> _RECORDS FOR THIS EXERCISE_
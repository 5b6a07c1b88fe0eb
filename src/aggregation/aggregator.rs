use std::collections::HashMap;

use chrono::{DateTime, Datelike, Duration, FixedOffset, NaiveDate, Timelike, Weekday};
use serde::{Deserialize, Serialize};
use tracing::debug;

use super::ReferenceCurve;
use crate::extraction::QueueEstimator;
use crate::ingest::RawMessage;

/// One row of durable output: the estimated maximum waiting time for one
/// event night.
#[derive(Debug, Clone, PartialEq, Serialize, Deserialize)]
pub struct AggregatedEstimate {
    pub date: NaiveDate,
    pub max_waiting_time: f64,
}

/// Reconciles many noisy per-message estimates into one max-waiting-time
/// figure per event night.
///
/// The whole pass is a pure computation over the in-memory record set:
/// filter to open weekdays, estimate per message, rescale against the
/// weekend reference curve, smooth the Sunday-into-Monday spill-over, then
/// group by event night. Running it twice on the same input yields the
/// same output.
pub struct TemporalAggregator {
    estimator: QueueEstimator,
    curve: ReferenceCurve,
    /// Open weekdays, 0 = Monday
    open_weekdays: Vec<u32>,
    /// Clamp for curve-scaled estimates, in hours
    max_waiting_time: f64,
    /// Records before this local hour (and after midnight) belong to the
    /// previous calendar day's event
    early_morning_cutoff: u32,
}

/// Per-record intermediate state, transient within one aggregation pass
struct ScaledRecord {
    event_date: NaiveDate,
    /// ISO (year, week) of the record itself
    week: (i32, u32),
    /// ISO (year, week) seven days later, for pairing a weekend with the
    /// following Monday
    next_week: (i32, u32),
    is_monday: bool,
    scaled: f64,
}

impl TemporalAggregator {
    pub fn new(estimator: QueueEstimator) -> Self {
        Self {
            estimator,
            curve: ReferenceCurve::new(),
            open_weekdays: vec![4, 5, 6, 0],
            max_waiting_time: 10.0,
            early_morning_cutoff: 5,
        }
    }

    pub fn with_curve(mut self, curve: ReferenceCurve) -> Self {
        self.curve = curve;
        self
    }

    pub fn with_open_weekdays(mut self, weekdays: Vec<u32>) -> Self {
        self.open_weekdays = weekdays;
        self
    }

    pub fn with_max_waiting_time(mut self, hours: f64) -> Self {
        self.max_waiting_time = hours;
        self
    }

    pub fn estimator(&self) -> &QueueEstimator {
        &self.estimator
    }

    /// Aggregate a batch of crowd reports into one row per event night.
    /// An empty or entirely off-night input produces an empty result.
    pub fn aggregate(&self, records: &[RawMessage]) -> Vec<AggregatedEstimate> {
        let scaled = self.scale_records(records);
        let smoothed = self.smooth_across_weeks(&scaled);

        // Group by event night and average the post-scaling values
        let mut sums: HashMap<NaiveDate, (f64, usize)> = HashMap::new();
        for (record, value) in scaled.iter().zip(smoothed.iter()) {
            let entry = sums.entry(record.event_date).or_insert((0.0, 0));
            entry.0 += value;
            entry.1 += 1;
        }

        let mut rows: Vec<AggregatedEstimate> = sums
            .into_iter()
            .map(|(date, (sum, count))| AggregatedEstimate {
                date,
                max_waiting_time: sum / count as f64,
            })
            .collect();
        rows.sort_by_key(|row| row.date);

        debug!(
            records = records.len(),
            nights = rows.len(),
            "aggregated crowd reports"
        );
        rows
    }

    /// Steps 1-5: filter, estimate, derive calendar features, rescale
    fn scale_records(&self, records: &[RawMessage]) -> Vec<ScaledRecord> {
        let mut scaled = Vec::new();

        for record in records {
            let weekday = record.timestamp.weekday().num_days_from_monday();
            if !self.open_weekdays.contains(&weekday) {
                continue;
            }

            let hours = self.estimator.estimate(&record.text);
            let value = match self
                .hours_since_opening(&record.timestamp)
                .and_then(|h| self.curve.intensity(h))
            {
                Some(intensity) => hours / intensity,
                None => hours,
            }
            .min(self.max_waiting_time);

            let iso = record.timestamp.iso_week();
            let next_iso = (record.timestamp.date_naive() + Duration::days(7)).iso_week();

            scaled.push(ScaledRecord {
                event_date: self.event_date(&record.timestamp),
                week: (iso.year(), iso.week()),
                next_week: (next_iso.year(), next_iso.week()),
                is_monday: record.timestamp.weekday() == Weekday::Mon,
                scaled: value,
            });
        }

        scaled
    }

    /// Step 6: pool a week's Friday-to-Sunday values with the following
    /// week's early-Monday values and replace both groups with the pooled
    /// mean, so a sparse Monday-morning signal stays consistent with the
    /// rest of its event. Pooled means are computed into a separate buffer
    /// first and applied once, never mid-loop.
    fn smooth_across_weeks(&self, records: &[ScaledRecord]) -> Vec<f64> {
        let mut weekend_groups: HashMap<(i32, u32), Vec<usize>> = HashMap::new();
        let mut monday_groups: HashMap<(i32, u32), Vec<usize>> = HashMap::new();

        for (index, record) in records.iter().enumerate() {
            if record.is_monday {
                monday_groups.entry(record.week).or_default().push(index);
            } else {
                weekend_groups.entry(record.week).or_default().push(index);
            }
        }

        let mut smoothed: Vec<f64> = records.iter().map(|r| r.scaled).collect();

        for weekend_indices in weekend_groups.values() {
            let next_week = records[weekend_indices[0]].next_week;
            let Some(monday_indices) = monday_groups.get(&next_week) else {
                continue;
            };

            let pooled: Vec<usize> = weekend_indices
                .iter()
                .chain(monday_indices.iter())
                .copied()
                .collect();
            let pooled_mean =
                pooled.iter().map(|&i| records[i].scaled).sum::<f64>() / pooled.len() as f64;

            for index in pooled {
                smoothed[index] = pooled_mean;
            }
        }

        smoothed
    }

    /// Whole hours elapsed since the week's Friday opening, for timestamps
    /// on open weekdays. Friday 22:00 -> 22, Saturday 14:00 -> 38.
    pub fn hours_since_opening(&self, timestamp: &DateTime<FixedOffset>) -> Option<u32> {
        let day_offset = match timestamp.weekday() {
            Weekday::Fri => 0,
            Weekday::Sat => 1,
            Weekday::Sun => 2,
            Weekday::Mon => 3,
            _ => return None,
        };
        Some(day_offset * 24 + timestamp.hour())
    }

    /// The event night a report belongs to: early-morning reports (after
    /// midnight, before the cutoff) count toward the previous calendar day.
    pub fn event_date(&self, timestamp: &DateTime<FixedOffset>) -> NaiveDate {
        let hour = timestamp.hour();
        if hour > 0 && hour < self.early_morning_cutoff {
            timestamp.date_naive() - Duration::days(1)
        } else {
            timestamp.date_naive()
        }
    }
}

> _TASK OBJECTIVE_
The answer must consist of every line above that contains the word "AggregatedEstimate".

> _SOLVED PROBLEM_
pub struct AggregatedEstimate {
    pub fn aggregate(&self, records: &[RawMessage]) -> Vec<AggregatedEstimate> {
        let mut rows: Vec<AggregatedEstimate> = sums
            .map(|(date, (sum, count))| AggregatedEstimate {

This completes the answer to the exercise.